С момента открытия думы Владимир Ильич не упускал ни одной возможности, чтобы получить из Петербурга известия о деятельности фракции РСДРП, о нарастающей борьбе внутри нее и о позиции, которую занимают депутаты-большевики по тем или иным обсуждаемым вопросам. Ленин интересовался многим: участвуют ли большевистские депутаты в работе «Правды», пишут ли для газеты, что они читают, просматривают ли буржуазные газеты, каковы их взаимоотношения с меньшевистскими депутатами. Ленин присылал во фракцию письма с разными советами и пожеланиями и статьи для «Правды». Это была весьма ощутимая помощь рабочим депутатам.

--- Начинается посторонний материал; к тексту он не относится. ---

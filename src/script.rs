//! Page script context backed by Boa.
//!
//! Every loaded page gets its own `ScriptContext`: a Boa `Context` with the
//! page harness (`window`, `document`, `console`, `location`) installed.
//! Values crossing the boundary are converted into the tagged `ScriptValue`
//! so callers have to handle each type explicitly.

use crate::dom::{Document, ElementSnapshot};
use crate::{EngineConfig, Error, Result, Viewport};
use boa_engine::property::Attribute;
use boa_engine::{js_string, Context, JsNativeError, JsResult, JsString, JsValue, NativeFunction, Source};
use log::{debug, error, info, warn};
use serde::Serialize;
use std::fmt;

/// Host function reachable from page script.
///
/// Plain function pointers keep the Boa closure `Copy`, which is what
/// `NativeFunction::from_copy_closure` requires.
pub type NativeCallback = fn(&[ScriptValue]) -> ScriptValue;

/// Type tag of a `ScriptValue`
#[derive(Debug, Clone, Copy, PartialEq, Eq, Serialize)]
#[serde(rename_all = "lowercase")]
pub enum ValueKind {
    String,
    Number,
    Boolean,
    Object,
    Null,
    Undefined,
}

impl fmt::Display for ValueKind {
    fn fmt(&self, f: &mut fmt::Formatter<'_>) -> fmt::Result {
        let name = match self {
            ValueKind::String => "string",
            ValueKind::Number => "number",
            ValueKind::Boolean => "boolean",
            ValueKind::Object => "object",
            ValueKind::Null => "null",
            ValueKind::Undefined => "undefined",
        };
        f.write_str(name)
    }
}

/// Object payload of a `ScriptValue`
#[derive(Debug, Clone, PartialEq)]
pub struct ObjectValue {
    /// Whether the object is a function
    pub callable: bool,
    /// JSON form of the object when it has one (not for functions, symbols or cycles)
    pub json: Option<serde_json::Value>,
}

/// Result of a script evaluation
#[derive(Debug, Clone, PartialEq)]
pub enum ScriptValue {
    String(String),
    Number(f64),
    Boolean(bool),
    Object(ObjectValue),
    Null,
    Undefined,
}

impl ScriptValue {
    pub fn kind(&self) -> ValueKind {
        match self {
            ScriptValue::String(_) => ValueKind::String,
            ScriptValue::Number(_) => ValueKind::Number,
            ScriptValue::Boolean(_) => ValueKind::Boolean,
            ScriptValue::Object(_) => ValueKind::Object,
            ScriptValue::Null => ValueKind::Null,
            ScriptValue::Undefined => ValueKind::Undefined,
        }
    }

    pub fn as_str(&self) -> Option<&str> {
        match self {
            ScriptValue::String(s) => Some(s),
            _ => None,
        }
    }

    pub fn as_number(&self) -> Option<f64> {
        match self {
            ScriptValue::Number(n) => Some(*n),
            _ => None,
        }
    }

    // BigInts fold into `Number`; symbols into an opaque `Object`.
    fn from_js(value: &JsValue, ctx: &mut Context) -> Self {
        if value.is_undefined() {
            return ScriptValue::Undefined;
        }
        if value.is_null() {
            return ScriptValue::Null;
        }
        if let Some(b) = value.as_boolean() {
            return ScriptValue::Boolean(b);
        }
        if let Some(s) = value.as_string() {
            return ScriptValue::String(s.to_std_string_escaped());
        }
        if let Some(n) = value.as_number() {
            return ScriptValue::Number(n);
        }
        if let Some(b) = value.as_bigint() {
            return ScriptValue::Number(b.to_f64());
        }
        if let Some(obj) = value.as_object() {
            let callable = obj.is_callable();
            let json = if callable { None } else { value.to_json(ctx).ok() };
            return ScriptValue::Object(ObjectValue { callable, json });
        }
        ScriptValue::Object(ObjectValue {
            callable: false,
            json: None,
        })
    }

    fn to_js(&self, ctx: &mut Context) -> Result<JsValue> {
        Ok(match self {
            ScriptValue::String(s) => JsValue::from(JsString::from(s.as_str())),
            ScriptValue::Number(n) => JsValue::from(*n),
            ScriptValue::Boolean(b) => JsValue::from(*b),
            ScriptValue::Null => JsValue::null(),
            ScriptValue::Undefined => JsValue::undefined(),
            ScriptValue::Object(ObjectValue { json: Some(json), .. }) => JsValue::from_json(json, ctx)?,
            ScriptValue::Object(_) => {
                return Err(Error::ScriptError(
                    "object without a JSON form cannot be passed into a page".into(),
                ))
            }
        })
    }
}

#[derive(Serialize)]
struct PageData<'a> {
    elements: &'a [ElementSnapshot],
    title: &'a str,
    url: &'a str,
    viewport: Viewport,
}

/// Script environment of one page
pub struct ScriptContext {
    ctx: Context,
}

impl ScriptContext {
    /// Bare context: runtime limits and `console` only.
    pub fn new(config: &EngineConfig) -> Result<Self> {
        let mut ctx = Context::default();
        if config.script_loop_iteration_limit > 0 {
            ctx.runtime_limits_mut()
                .set_loop_iteration_limit(config.script_loop_iteration_limit);
        }
        if config.script_recursion_limit < usize::MAX {
            ctx.runtime_limits_mut()
                .set_recursion_limit(config.script_recursion_limit);
        }

        let console = NativeFunction::from_copy_closure(|_this, args, ctx| {
            let level = arg_string(args.first(), ctx)?;
            let text = arg_string(args.get(1), ctx)?;
            match level.as_str() {
                "error" => error!("[page] {}", text),
                "warn" => warn!("[page] {}", text),
                "debug" => debug!("[page] {}", text),
                _ => info!("[page] {}", text),
            }
            Ok(JsValue::undefined())
        });
        let console = console.to_js_function(ctx.realm());
        ctx.register_global_property(js_string!("__rf_console"), console, Attribute::all())?;

        Ok(Self { ctx })
    }

    /// Context with the page harness installed for `document`.
    pub fn for_document(document: &Document, viewport: Viewport, config: &EngineConfig) -> Result<Self> {
        let mut script = Self::new(config)?;

        // Page data is passed as a value, never spliced into script source.
        let page = serde_json::to_value(PageData {
            elements: &document.elements,
            title: &document.title,
            url: &document.url,
            viewport,
        })
        .map_err(|e| Error::ScriptError(format!("Failed to serialize DOM: {}", e)))?;
        let page = JsValue::from_json(&page, &mut script.ctx)
            .map_err(|e| Error::ScriptError(format!("Failed to convert DOM: {}", e)))?;
        script
            .ctx
            .register_global_property(js_string!("__rf_page"), page, Attribute::all())?;

        let harness = include_str!("page_harness.js");
        script
            .ctx
            .eval(Source::from_bytes(harness.as_bytes()))
            .map_err(|e| Error::ScriptError(format!("Failed to install page harness: {}", e)))?;
        Ok(script)
    }

    /// Evaluate `source` in the page's global scope.
    pub fn evaluate(&mut self, source: &str) -> Result<ScriptValue> {
        let value = self.ctx.eval(Source::from_bytes(source.as_bytes()))?;
        let _ = self.ctx.run_jobs();
        Ok(ScriptValue::from_js(&value, &mut self.ctx))
    }

    /// Bind a host function as a property of the global object.
    pub fn register_function(&mut self, name: &str, callback: NativeCallback) -> Result<()> {
        let native = NativeFunction::from_copy_closure(move |_this, args, ctx| {
            let converted: Vec<ScriptValue> = args.iter().map(|a| ScriptValue::from_js(a, ctx)).collect();
            callback(&converted)
                .to_js(ctx)
                .map_err(|e| JsNativeError::typ().with_message(e.to_string()).into())
        });
        let function = native.to_js_function(self.ctx.realm());
        let global = self.ctx.global_object();
        global.set(JsString::from(name), function, true, &mut self.ctx)?;
        debug!("registered native function {}", name);
        Ok(())
    }

    /// Assign a property on the global object.
    pub fn set_global(&mut self, name: &str, value: &ScriptValue) -> Result<()> {
        let js = value.to_js(&mut self.ctx)?;
        let global = self.ctx.global_object();
        global.set(JsString::from(name), js, true, &mut self.ctx)?;
        Ok(())
    }

    pub fn get_global(&mut self, name: &str) -> Result<ScriptValue> {
        let global = self.ctx.global_object();
        let value = global.get(JsString::from(name), &mut self.ctx)?;
        Ok(ScriptValue::from_js(&value, &mut self.ctx))
    }

    pub fn has_global(&mut self, name: &str) -> Result<bool> {
        let global = self.ctx.global_object();
        Ok(global.has_property(JsString::from(name), &mut self.ctx)?)
    }
}

fn arg_string(arg: Option<&JsValue>, ctx: &mut Context) -> JsResult<String> {
    Ok(arg
        .map(|v| v.to_string(ctx))
        .transpose()?
        .map(|s| s.to_std_string_escaped())
        .unwrap_or_default())
}

#[cfg(test)]
mod tests {
    use super::*;

    fn page(html: &str) -> ScriptContext {
        let doc = Document::parse("http://local/", html);
        ScriptContext::for_document(&doc, Viewport::default(), &EngineConfig::default()).expect("context")
    }

    fn answer(_args: &[ScriptValue]) -> ScriptValue {
        ScriptValue::Number(42.0)
    }

    fn echo_len(args: &[ScriptValue]) -> ScriptValue {
        ScriptValue::Number(args.len() as f64)
    }

    #[test]
    fn evaluate_returns_tagged_values() {
        let mut ctx = page("<html><body></body></html>");
        assert_eq!(ctx.evaluate("'a' + 'b'").unwrap(), ScriptValue::String("ab".into()));
        assert_eq!(ctx.evaluate("2 + 2").unwrap(), ScriptValue::Number(4.0));
        assert_eq!(ctx.evaluate("1 < 2").unwrap(), ScriptValue::Boolean(true));
        assert_eq!(ctx.evaluate("null").unwrap(), ScriptValue::Null);
        assert_eq!(ctx.evaluate("undefined").unwrap(), ScriptValue::Undefined);
        assert_eq!(ctx.evaluate("10n").unwrap().kind(), ValueKind::Number);

        match ctx.evaluate("({a: 1})").unwrap() {
            ScriptValue::Object(o) => {
                assert!(!o.callable);
                assert_eq!(o.json, Some(serde_json::json!({"a": 1})));
            }
            other => panic!("unexpected {:?}", other),
        }
        match ctx.evaluate("(function(){})").unwrap() {
            ScriptValue::Object(o) => assert!(o.callable && o.json.is_none()),
            other => panic!("unexpected {:?}", other),
        }
    }

    #[test]
    fn thrown_errors_surface_as_script_errors() {
        let mut ctx = page("<html><body></body></html>");
        let err = ctx.evaluate("throw new Error('boom')").unwrap_err();
        match err {
            Error::ScriptError(msg) => assert!(msg.contains("boom")),
            other => panic!("unexpected {:?}", other),
        }
    }

    #[test]
    fn harness_exposes_document() {
        let mut ctx = page("<html><head><title>T</title></head><body><div id=\"x\" class=\"a b\">Hi <i>there</i></div></body></html>");
        assert_eq!(ctx.evaluate("document.title").unwrap().as_str(), Some("T"));
        let body = ctx.evaluate("document.body.innerHTML").unwrap();
        let body = body.as_str().expect("string");
        assert!(body.starts_with("<div") && body.contains("Hi <i>there</i></div>"));
        assert_eq!(ctx.evaluate("document.querySelector('div.b').id").unwrap().as_str(), Some("x"));
        assert_eq!(ctx.evaluate("document.getElementById('x').children.length").unwrap().as_number(), Some(1.0));
        assert_eq!(ctx.evaluate("document.querySelector('#nope')").unwrap(), ScriptValue::Null);
        assert_eq!(ctx.evaluate("window === globalThis").unwrap(), ScriptValue::Boolean(true));
        assert_eq!(ctx.evaluate("innerWidth").unwrap().as_number(), Some(1280.0));
        assert_eq!(ctx.evaluate("location.href").unwrap().as_str(), Some("http://local/"));
        assert_eq!(ctx.evaluate("console.log('from page'); 1").unwrap().as_number(), Some(1.0));
    }

    #[test]
    fn page_text_that_looks_like_harness_markers_stays_text() {
        let mut ctx = page("<html><head><title>__RF_TITLE__</title></head><body><p>see __RF_URL__ here</p><p>\"); alert(1); //</p></body></html>");
        assert_eq!(ctx.evaluate("document.title").unwrap().as_str(), Some("__RF_TITLE__"));
        assert_eq!(
            ctx.evaluate("document.querySelector('p').textContent").unwrap().as_str(),
            Some("see __RF_URL__ here")
        );
        assert_eq!(ctx.evaluate("location.href").unwrap().as_str(), Some("http://local/"));
        assert_eq!(ctx.evaluate("typeof __rf_page").unwrap().as_str(), Some("undefined"));
    }

    #[test]
    fn text_and_markup_are_built_from_children() {
        let mut ctx = page("<html><body><div id=\"d\" title=\"a&quot;b\">1 &lt; 2<br><b>bold</b> tail</div></body></html>");
        assert_eq!(
            ctx.evaluate("document.getElementById('d').textContent").unwrap().as_str(),
            Some("1 < 2bold tail")
        );
        assert_eq!(
            ctx.evaluate("document.getElementById('d').innerHTML").unwrap().as_str(),
            Some("1 &lt; 2<br><b>bold</b> tail")
        );
        let outer = ctx.evaluate("document.getElementById('d').outerHTML").unwrap();
        assert!(outer.as_str().unwrap_or_default().starts_with("<div id=\"d\" title=\"a&quot;b\">1"));
    }

    #[test]
    fn native_functions_are_callable_from_script() {
        let mut ctx = page("<html><body></body></html>");
        assert!(!ctx.has_global("answer").unwrap());
        ctx.register_function("answer", answer).unwrap();
        assert!(ctx.has_global("answer").unwrap());
        assert_eq!(ctx.evaluate("answer('ignored', 2)").unwrap().as_number(), Some(42.0));

        ctx.register_function("argc", echo_len).unwrap();
        assert_eq!(ctx.evaluate("argc(1, 2, 3)").unwrap().as_number(), Some(3.0));
    }

    #[test]
    fn globals_round_trip() {
        let mut ctx = ScriptContext::new(&EngineConfig::default()).unwrap();
        ctx.set_global("greeting", &ScriptValue::String("hi".into())).unwrap();
        assert_eq!(ctx.get_global("greeting").unwrap().as_str(), Some("hi"));
        assert_eq!(ctx.evaluate("greeting.length").unwrap().as_number(), Some(2.0));

        let obj = ScriptValue::Object(ObjectValue {
            callable: false,
            json: Some(serde_json::json!({"n": [1, 2]})),
        });
        ctx.set_global("cfg", &obj).unwrap();
        assert_eq!(ctx.evaluate("cfg.n[1]").unwrap().as_number(), Some(2.0));

        let opaque = ScriptValue::Object(ObjectValue { callable: true, json: None });
        assert!(ctx.set_global("f", &opaque).is_err());
    }

    #[test]
    fn loop_limit_stops_runaway_scripts() {
        let cfg = EngineConfig {
            script_loop_iteration_limit: 100,
            ..Default::default()
        };
        let mut ctx = ScriptContext::new(&cfg).unwrap();
        assert!(ctx.evaluate("while (true) {}").is_err());
    }
}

Ленину не хватало сведений, почерпнутых из русских газет. Всякого приезжавшего к нему в Краков товарища из Петербурга Ленин просил рассказать, что нового во фракции, как держатся большевики. О каждом рабочем депутате он старался узнать как можно больше, чтобы живо представить себе его, познакомиться покуда хотя бы заочно.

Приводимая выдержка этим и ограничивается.